Variable ND filters reduce the light entering your camera. This allows you to slow down shutter speed and capture stunning blurred images such as the one shown above. You’ll get a better deal if you buy a variable ND filters than if your fixed filter. Fixed ND filters only let in so much light, but variable ND filters like Kenko’s NDX variable-ND filter can be twisted to achieve the right amount of light. Variable ND filters are like carrying a complete ND filter kit in your bag, but without the expense and bulk. As you can see, different filters have different levels of filtering power. This article will explain variable ND filters. It explains why filters such as Kenko’s NDX variable NDfilter are so important for nature photography.

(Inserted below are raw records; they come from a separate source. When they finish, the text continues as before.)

#[cfg(test)]
mod tests {
    use super::*;
    use crate::core::schema::FieldType;
    use tempfile::TempDir;

    struct TestMigration {
        id: String,
        dependencies: Vec<String>,
        up: Vec<MigrationOperation>,
        down: Vec<MigrationOperation>,
    }

    impl TestMigration {
        fn boxed(id: &str, dependencies: &[&str]) -> Box<Self> {
            Box::new(Self {
                id: id.to_string(),
                dependencies: dependencies.iter().map(|d| d.to_string()).collect(),
                up: Vec::new(),
                down: Vec::new(),
            })
        }

        fn creating(id: &str, dependencies: &[&str], table: &str) -> Box<Self> {
            let mut migration = Self::boxed(id, dependencies);
            migration.up.push(MigrationOperation::CreateTable {
                name: table.to_string(),
                columns: vec![FieldDefinition::new("id", FieldType::Integer)],
                primary_key: None,
            });
            migration.down.push(MigrationOperation::DropTable { name: table.to_string() });
            migration
        }
    }

    impl Migration for TestMigration {
        fn id(&self) -> &str {
            &self.id
        }

        fn dependencies(&self) -> Vec<String> {
            self.dependencies.clone()
        }

        fn up(&self, m: &mut MigrationBuilder) -> Result<()> {
            m.operations.extend(self.up.iter().cloned());
            Ok(())
        }

        fn down(&self, m: &mut MigrationBuilder) -> Result<()> {
            m.operations.extend(self.down.iter().cloned());
            Ok(())
        }
    }

    #[test]
    fn test_plan_orders_dependencies() {
        let mut runner = MigrationRunner::new();
        runner.register(TestMigration::boxed("a", &["b"])).unwrap();
        runner.register(TestMigration::boxed("b", &["c"])).unwrap();
        runner.register(TestMigration::boxed("c", &[])).unwrap();
        runner.register(TestMigration::boxed("d", &[])).unwrap();

        assert_eq!(runner.plan().unwrap(), vec!["c", "b", "a", "d"]);
    }

    #[test]
    fn test_plan_detects_cycle() {
        let mut runner = MigrationRunner::new();
        runner.register(TestMigration::boxed("a", &["b"])).unwrap();
        runner.register(TestMigration::boxed("b", &["c"])).unwrap();
        runner.register(TestMigration::boxed("c", &["a"])).unwrap();
        runner.register(TestMigration::boxed("free", &[])).unwrap();

        match runner.plan().unwrap_err() {
            Error::CyclicDependency { migrations } => {
                assert_eq!(migrations, vec!["a", "b", "c"]);
            }
            other => panic!("unexpected error {:?}", other),
        }
    }

    #[test]
    fn test_unknown_dependency() {
        let mut runner = MigrationRunner::new();
        runner.register(TestMigration::boxed("a", &["ghost"])).unwrap();
        assert!(matches!(runner.plan(), Err(Error::MigrationNotFound { .. })));
        assert!(runner.register(TestMigration::boxed("a", &[])).is_err());
    }

    #[test]
    fn test_builder_records_operations() {
        let mut m = MigrationBuilder::new();
        m.create_table_with_key("events", vec![FieldDefinition::new("id", FieldType::Integer).not_null()], vec!["id"])
            .add_column("events", FieldDefinition::new("payload", FieldType::String))
            .create_index("events", &["payload"], None, false)
            .drop_index("idx_events_payload")
            .drop_column("events", "payload")
            .execute_sql("SELECT * FROM events")
            .drop_table("events");

        let names: Vec<&str> = m.operations().iter().map(MigrationOperation::name).collect();
        assert_eq!(
            names,
            vec!["create_table", "add_column", "create_index", "drop_index", "drop_column", "execute_sql", "drop_table"]
        );

        let catalog = RwLock::new(Catalog::new());
        for op in m.operations() {
            catalog.execute_operation(op).unwrap();
        }
        assert!(!catalog.read().unwrap().contains("events"));
    }

    #[test]
    fn test_dry_run_executes_nothing() {
        let mut runner = MigrationRunner::new();
        runner.register(TestMigration::creating("one", &[], "events")).unwrap();

        let ops = runner.dry_run().unwrap();
        assert_eq!(ops["one"].len(), 1);
        assert_eq!(runner.status("one"), Some(MigrationStatus::Pending));
    }

    #[test]
    fn test_apply_and_rollback() {
        let catalog = RwLock::new(Catalog::new());
        let mut runner = MigrationRunner::new();
        runner.register(TestMigration::creating("m2", &["m1"], "sites")).unwrap();
        runner.register(TestMigration::creating("m1", &[], "cities")).unwrap();
        runner.register(TestMigration::creating("m3", &["m2"], "routes")).unwrap();

        assert_eq!(runner.apply(&catalog, Some("m2")).unwrap(), vec!["m1", "m2"]);
        assert_eq!(runner.status("m3"), Some(MigrationStatus::Pending));
        assert_eq!(runner.apply(&catalog, None).unwrap(), vec!["m3"]);
        assert_eq!(runner.applied(), &["m1", "m2", "m3"]);
        assert!(runner.plan().unwrap().is_empty());

        assert_eq!(runner.rollback(&catalog, Some("m1")).unwrap(), vec!["m3", "m2"]);
        assert_eq!(runner.status("m2"), Some(MigrationStatus::RolledBack));
        assert_eq!(runner.status("m1"), Some(MigrationStatus::Completed));
        assert_eq!(catalog.read().unwrap().relation_names(), vec!["cities"]);

        assert_eq!(runner.plan().unwrap(), vec!["m2", "m3"]);
    }

    #[test]
    fn test_failure_marks_failed() {
        let catalog = RwLock::new(Catalog::new());
        let mut runner = MigrationRunner::new();
        let mut broken = TestMigration::boxed("broken", &[]);
        broken.up.push(MigrationOperation::DropColumn {
            table: "missing".to_string(),
            name: "x".to_string(),
        });
        runner.register(broken).unwrap();

        assert!(runner.apply(&catalog, None).is_err());
        assert!(matches!(runner.status("broken"), Some(MigrationStatus::Failed(_))));
        assert!(runner.applied().is_empty());
    }

    #[test]
    fn test_state_file_resumes() {
        let dir = TempDir::new().unwrap();
        let state = dir.path().join("migrations.json");
        let catalog = RwLock::new(Catalog::new());

        {
            let mut runner = MigrationRunner::with_state_file(&state).unwrap();
            runner.register(TestMigration::creating("m1", &[], "cities")).unwrap();
            runner.apply(&catalog, None).unwrap();
        }

        let mut runner = MigrationRunner::with_state_file(&state).unwrap();
        runner.register(TestMigration::creating("m1", &[], "cities")).unwrap();
        runner.register(TestMigration::creating("m2", &["m1"], "sites")).unwrap();
        assert_eq!(runner.plan().unwrap(), vec!["m2"]);
        assert_eq!(runner.apply(&catalog, None).unwrap(), vec!["m2"]);
    }
}
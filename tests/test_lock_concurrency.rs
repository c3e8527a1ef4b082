//! Multi-threaded lock manager and transaction tests.

use curvedb::core::lock_manager::AcquireOutcome;
use curvedb::{EngineOptions, Error, IsolationLevel, LockManager, LockMode, StorageEngine};
use serde_json::json;
use std::sync::atomic::{AtomicUsize, Ordering};
use std::sync::{Arc, Barrier};
use std::thread;
use std::time::Duration;
use tempfile::TempDir;

const LONG: Duration = Duration::from_secs(5);

#[test]
fn test_exclusive_holders_never_overlap() {
    let _ = env_logger::builder().is_test(true).try_init();
    let locks = Arc::new(LockManager::new(Duration::from_micros(200)));
    let inside = Arc::new(AtomicUsize::new(0));
    let max_inside = Arc::new(AtomicUsize::new(0));

    let handles: Vec<_> = (1..=8u64)
        .map(|txn| {
            let locks = Arc::clone(&locks);
            let inside = Arc::clone(&inside);
            let max_inside = Arc::clone(&max_inside);
            thread::spawn(move || {
                for _ in 0..20 {
                    assert!(locks.acquire(txn, "counter", LockMode::Exclusive, LONG));
                    let now = inside.fetch_add(1, Ordering::SeqCst) + 1;
                    max_inside.fetch_max(now, Ordering::SeqCst);
                    thread::sleep(Duration::from_micros(50));
                    inside.fetch_sub(1, Ordering::SeqCst);
                    locks.release(txn, Some("counter"));
                }
            })
        })
        .collect();

    for handle in handles {
        handle.join().unwrap();
    }
    assert_eq!(max_inside.load(Ordering::SeqCst), 1);
}

#[test]
fn test_shared_is_shared_but_blocks_exclusive() {
    let locks = Arc::new(LockManager::default());
    for txn in 1..=5 {
        assert!(locks.acquire(txn, "doc", LockMode::Shared, Duration::from_millis(10)));
    }
    assert_eq!(locks.holders("doc").len(), 5);

    assert!(!locks.acquire(9, "doc", LockMode::Exclusive, Duration::from_millis(30)));

    let waiter = {
        let locks = Arc::clone(&locks);
        thread::spawn(move || locks.acquire(9, "doc", LockMode::Exclusive, LONG))
    };
    thread::sleep(Duration::from_millis(20));
    for txn in 1..=5 {
        locks.release(txn, None);
    }
    assert!(waiter.join().unwrap());
    assert_eq!(locks.holders("doc"), vec![(9, LockMode::Exclusive)]);
}

#[test]
fn test_crossed_requests_deadlock_exactly_once() {
    for _ in 0..10 {
        let locks = Arc::new(LockManager::new(Duration::from_micros(500)));
        assert!(locks.acquire(1, "x", LockMode::Exclusive, LONG));
        assert!(locks.acquire(2, "y", LockMode::Exclusive, LONG));

        let barrier = Arc::new(Barrier::new(2));
        let spawn = |txn: u64, want: &'static str| {
            let locks = Arc::clone(&locks);
            let barrier = Arc::clone(&barrier);
            thread::spawn(move || {
                barrier.wait();
                let outcome = locks.acquire_detailed(txn, want, LockMode::Exclusive, LONG);
                // The victim aborting is what lets the survivor through.
                locks.release(txn, None);
                outcome
            })
        };

        let a = spawn(1, "y");
        let b = spawn(2, "x");
        let outcomes = [a.join().unwrap(), b.join().unwrap()];

        let deadlocks = outcomes.iter().filter(|o| **o == AcquireOutcome::Deadlock).count();
        let granted = outcomes.iter().filter(|o| **o == AcquireOutcome::Granted).count();
        assert_eq!((deadlocks, granted), (1, 1), "outcomes: {:?}", outcomes);
    }
}

#[test]
fn test_transactions_surface_deadlock_as_error() {
    let dir = TempDir::new().unwrap();
    let engine = Arc::new(
        StorageEngine::open_with_options(
            dir.path(),
            EngineOptions {
                lock_timeout: LONG,
                sync_on_append: false,
                ..EngineOptions::default()
            },
        )
        .unwrap(),
    );

    let barrier = Arc::new(Barrier::new(2));
    let run = |first: &'static str, second: &'static str| {
        let engine = Arc::clone(&engine);
        let barrier = Arc::clone(&barrier);
        thread::spawn(move || {
            engine.transaction(None, |txn| {
                txn.write(first, None, json!(first))?;
                barrier.wait();
                txn.write(second, None, json!(second))?;
                Ok(())
            })
        })
    };

    let a = run("left", "right");
    let b = run("right", "left");
    let results = [a.join().unwrap(), b.join().unwrap()];

    let deadlocked = results
        .iter()
        .filter(|r| matches!(r, Err(Error::Deadlock { .. })))
        .count();
    let committed = results.iter().filter(|r| r.is_ok()).count();
    assert_eq!((deadlocked, committed), (1, 1), "results: {:?}", results);

    assert!(engine.transactions().active_transactions().is_empty());
    assert!(engine.transactions().committed_value("left").is_some());
    assert!(engine.transactions().committed_value("right").is_some());
}

#[test]
fn test_repeatable_read_blocks_writer_until_commit() {
    let dir = TempDir::new().unwrap();
    let engine = Arc::new(
        StorageEngine::open_with_options(
            dir.path(),
            EngineOptions {
                lock_timeout: Duration::from_millis(50),
                sync_on_append: false,
                ..EngineOptions::default()
            },
        )
        .unwrap(),
    );

    let mut reader = engine.begin(Some(IsolationLevel::RepeatableRead)).unwrap();
    assert_eq!(reader.read("balance", json!(100)).unwrap(), json!(100));

    let mut writer = engine.begin(None).unwrap();
    let err = writer.write("balance", Some(json!(100)), json!(50)).unwrap_err();
    assert!(matches!(err, Error::LockTimeout { .. }));
    writer.abort().unwrap();

    reader.commit().unwrap();

    let mut writer = engine.begin(None).unwrap();
    writer.write("balance", Some(json!(100)), json!(50)).unwrap();
    writer.commit().unwrap();
    assert_eq!(engine.transactions().committed_value("balance"), Some(json!(50)));
}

Nature Photography Tips are Useless If You Shoot JPEG

It’s a fact that I have repeated before: Stop shooting JPEG images. You might consider using the JPEG setting in your DSLR if you haven’t read any tips for outdoor photography. It’s what most cameras default to at the beginning. However, RAW images should not be taken and saved as JPEGs in post-production. Why? RAW images retain more information than JPEGs. JPEGs can be compressed versions of the original photo. RAW images preserve the entire image, with all details captured by the sensor. Shoot in Raw if you plan on editing photos to adjust white balance or improve color!

Purchase a Remote

Ok, I know that I have already advised you to purchase a lot more expensive equipment. This next item is extremely affordable. Remotes are available for as little as $8 on Amazon. They also allow for long exposure shots. To take a photograph, always move your camera even if you are only pressing the shutter button. Shutter releases let you take photos without touching the camera, so blurred images are not possible. They’re also a lot of fun to have a go with, especially when you’re trying to get selfies that aren’t too sexy. My friend and photographer lets her toddler operate the shutter release when they take family photos. She finds it a great way for candid shots.

Tips for Manual Exposure 101

It’s fine to shoot in full auto mode if you are just starting out. As you grow and learn as a photographer, don’t shoot in automatic. If you don’t know what your camera can do, and the amazing ways it can capture the world around it, you won’t be able to learn. Shutter speed is, as I mentioned before, how fast the shutter opens or closes. The shutter speed determines how much light is allowed to enter the camera. However, the faster the shutter speed, then the more light will enter the camera. The shutter speed controls both the duration and the way the camera captures motion – blurred, frozen or normal.

The ISO level indicates how sensitive the camera is to light within your environment. The ISO value is a measure of how sensitive your camera is to light. The ISO value also determines how much digital noise the image has. Digital noise, which looks like graininess, will increase the ISO. The aperture controls how much light reaches your camera. The f-stops are used to measure aperture. A smaller number (e.g., F/22) indicates a small aperture opening while f/1.4 represents a large aperture opening. The depth-of-field is the extent of the scene that is focused, and the smaller the aperture, the higher the aperture opening. When you shoot in manual mode, you can select where each level should be placed to get the best photo. Manual mode may sound intimidating, but it is not! It takes practice and time to master the manual mode and feel comfortable with it.

Never stop exploring

This advice is equally applicable to a beginner landscape photographer as it does for a professional. Burnout is a real possibility in photography, especially landscape photography. It’s so costly to travel and explore new locations. Never stop exploring doesn’t necessarily mean you should be constantly on the road or in another country. But it does mean that you must have a childlike wonder. It is important to question what you aren’t seeing in your own backyard. It is important to step out of your comfort zone, as this is where you will see the greatest growth. Do not stop striving to be the best version of yourself because you may not have yet succeeded!